Debt is a tool to help businesses grow, but if a business is unable to repay its lenders, it exists at their mercy. An integral part of capitalism is the process of “creative destruction” where bankrupt companies are ruthlessly liquidated by their bankers. However, a more common (but still costly) situation is where a company has to dilute its shareholders at a cheap stock price just to get its debt under control. Of course, many companies use debt to finance growth without any negative consequences. The first thing to do when considering how much debt a business uses is to look at its cash flow and debt together.
Check out our latest review for Samsung Electro-Mechanics
What is the debt borne by Samsung Electro-Mechanics?
As you can see below, Samsung Electro-Mechanics had 1.84t of debt in December 2020, up from 1.96t the year before. On the other hand, it has 1.48 t of cash, which leads to a net debt of around 364.3 billion.
How strong is Samsung Electro-Mechanics’ balance sheet?
We can see from the most recent balance sheet that Samsung Electro-Mechanics had liabilities of 1.91 t due within one year and debts of 1.40 t. Beyond. On the other hand, it had cash of 1.48 t and ₩ 996.5 billion in receivables due within one year. Thus, its liabilities outweigh the sum of its cash and its (short-term) receivables by ₩ 838.9 billion.
Of course, Samsung Electro-Mechanics has a titanic market cap of 15t, so those liabilities are probably manageable. Having said that, it is clear that we must continue to monitor his record lest it get worse.

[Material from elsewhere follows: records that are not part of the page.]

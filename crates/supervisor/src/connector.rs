//! Seam between the supervisor and whatever carries the bytes

use async_trait::async_trait;
use tunnel9_common::TunnelSpec;

use crate::error::TunnelError;

/// Establishes the forwarding session for a tunnel
///
/// A successful `connect` means the local address is bound and traffic is being
/// relayed. The supervisor bounds each call with its connect timeout and drops the
/// future when the tunnel is stopped, so implementations must be cancel-safe.
#[async_trait]
pub trait Connector: Send + Sync + 'static {
    async fn connect(&self, spec: &TunnelSpec) -> Result<Box<dyn TunnelConnection>, TunnelError>;
}

/// A live forwarding session, exclusively owned by one tunnel task
#[async_trait]
pub trait TunnelConnection: Send {
    /// Resolves once the session is lost, with the reason
    async fn closed(&mut self) -> TunnelError;

    /// Tear the session down; dropping the connection must also release it
    async fn close(self: Box<Self>);
}
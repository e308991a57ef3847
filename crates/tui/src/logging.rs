//! Log setup
//!
//! The terminal belongs to the UI, so logs go to a file.

use std::fs::{self, OpenOptions};
use std::path::Path;
use std::sync::Mutex;

use anyhow::{Context, Result};
use tracing_subscriber::{layer::SubscriberExt, util::SubscriberInitExt, EnvFilter};

/// Environment variable holding the log filter
pub const LOG_ENV: &str = "TUNNEL9_LOG";

const DEFAULT_FILTER: &str = "tunnel9=info,tunnel9_supervisor=info,tunnel9_common=info";

fn filter() -> EnvFilter {
    EnvFilter::try_from_env(LOG_ENV).unwrap_or_else(|_| DEFAULT_FILTER.into())
}

/// Send logs to `path`, appending
pub fn init(path: &Path) -> Result<()> {
    if let Some(parent) = path.parent() {
        fs::create_dir_all(parent)
            .with_context(|| format!("Failed to create log directory {}", parent.display()))?;
    }
    let file = OpenOptions::new()
        .create(true)
        .append(true)
        .open(path)
        .with_context(|| format!("Failed to open log file {}", path.display()))?;

    tracing_subscriber::registry()
        .with(filter())
        .with(
            tracing_subscriber::fmt::layer()
                .with_writer(Mutex::new(file))
                .with_ansi(false),
        )
        .try_init()
        .context("Failed to install log subscriber")?;
    Ok(())
}
// Error types for tunnel9

use std::path::PathBuf;

use thiserror::Error;

use crate::types::TunnelId;

#[derive(Error, Debug)]
pub enum Error {
    #[error("Configuration error: {0}")]
    Config(String),

    #[error("Invalid tunnel '{name}': {reason}")]
    InvalidSpec { name: String, reason: String },

    #[error("Duplicate tunnel id: {0}")]
    DuplicateId(TunnelId),

    #[error("Unsupported config version {found} in {path} (expected {expected})")]
    UnsupportedVersion {
        path: PathBuf,
        found: u32,
        expected: u32,
    },

    #[error("IO error: {0}")]
    Io(#[from] std::io::Error),

    #[error("TOML error: {0}")]
    TomlDe(#[from] toml::de::Error),

    #[error("TOML serialization error: {0}")]
    TomlSer(#[from] toml::ser::Error),
}

pub type Result<T> = std::result::Result<T, Error>;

We measure a company’s indebtedness relative to its earning power by looking at its net debt divided by its earnings before interest, taxes, depreciation, and amortization (EBITDA) and calculating the ease with which its earnings before interest and taxes (EBIT ) cover his interests. costs (interest coverage). The advantage of this approach is that we take into account both the absolute quantum of debt (with net debt over EBITDA) and the actual interest charges associated with that debt (with its interest coverage ratio).
Samsung Electro-Mechanics has a low net debt to EBITDA ratio of just 0.22. And its EBIT covers its interest costs 22.3 times more. We could therefore say that he is no more threatened by his debt than an elephant is by a mouse. And we also warmly note that Samsung Electro-Mechanics increased its EBIT by 12% last year, making its debt more manageable. There is no doubt that we learn the most about debt from the balance sheet. But ultimately, the company’s future profitability will decide whether Samsung Electro-Mechanics can strengthen its balance sheet over time. So if you are focused on the future you can check out this free report showing analysts’ earnings forecasts.
Finally, a business needs free cash flow to pay off debt; accounting profits do not reduce it. It is therefore worth checking to what extent this EBIT is supported by free cash flow. Over the past three years, Samsung Electro-Mechanics’ free cash flow has been 23% of its EBIT, less than we expected. This low cash conversion makes debt management more difficult.
Our point of view
The good news is that Samsung Electro-Mechanics’ demonstrated ability to cover its interest costs with its EBIT delights us like a fluffy puppy does with a toddler. But frankly, we think his conversion from EBIT to free cash flow undermines that impression a bit. When we consider the range of factors above, it looks like Samsung Electro-Mechanics is pretty reasonable with its use of debt. This means that they are taking a bit more risk, in the hope of increasing returns for shareholders. There is no doubt that we learn the most about debt from the balance sheet. But at the end of the day, every business can contain risks that exist off the balance sheet. For example, we discovered 1 warning sign for Samsung Electro-Mechanics which you should be aware of before investing here.
At the end of the day, sometimes it’s easier to focus on businesses that don’t even need debt. Readers can access a list of growth stocks with zero net debt 100% free, at present.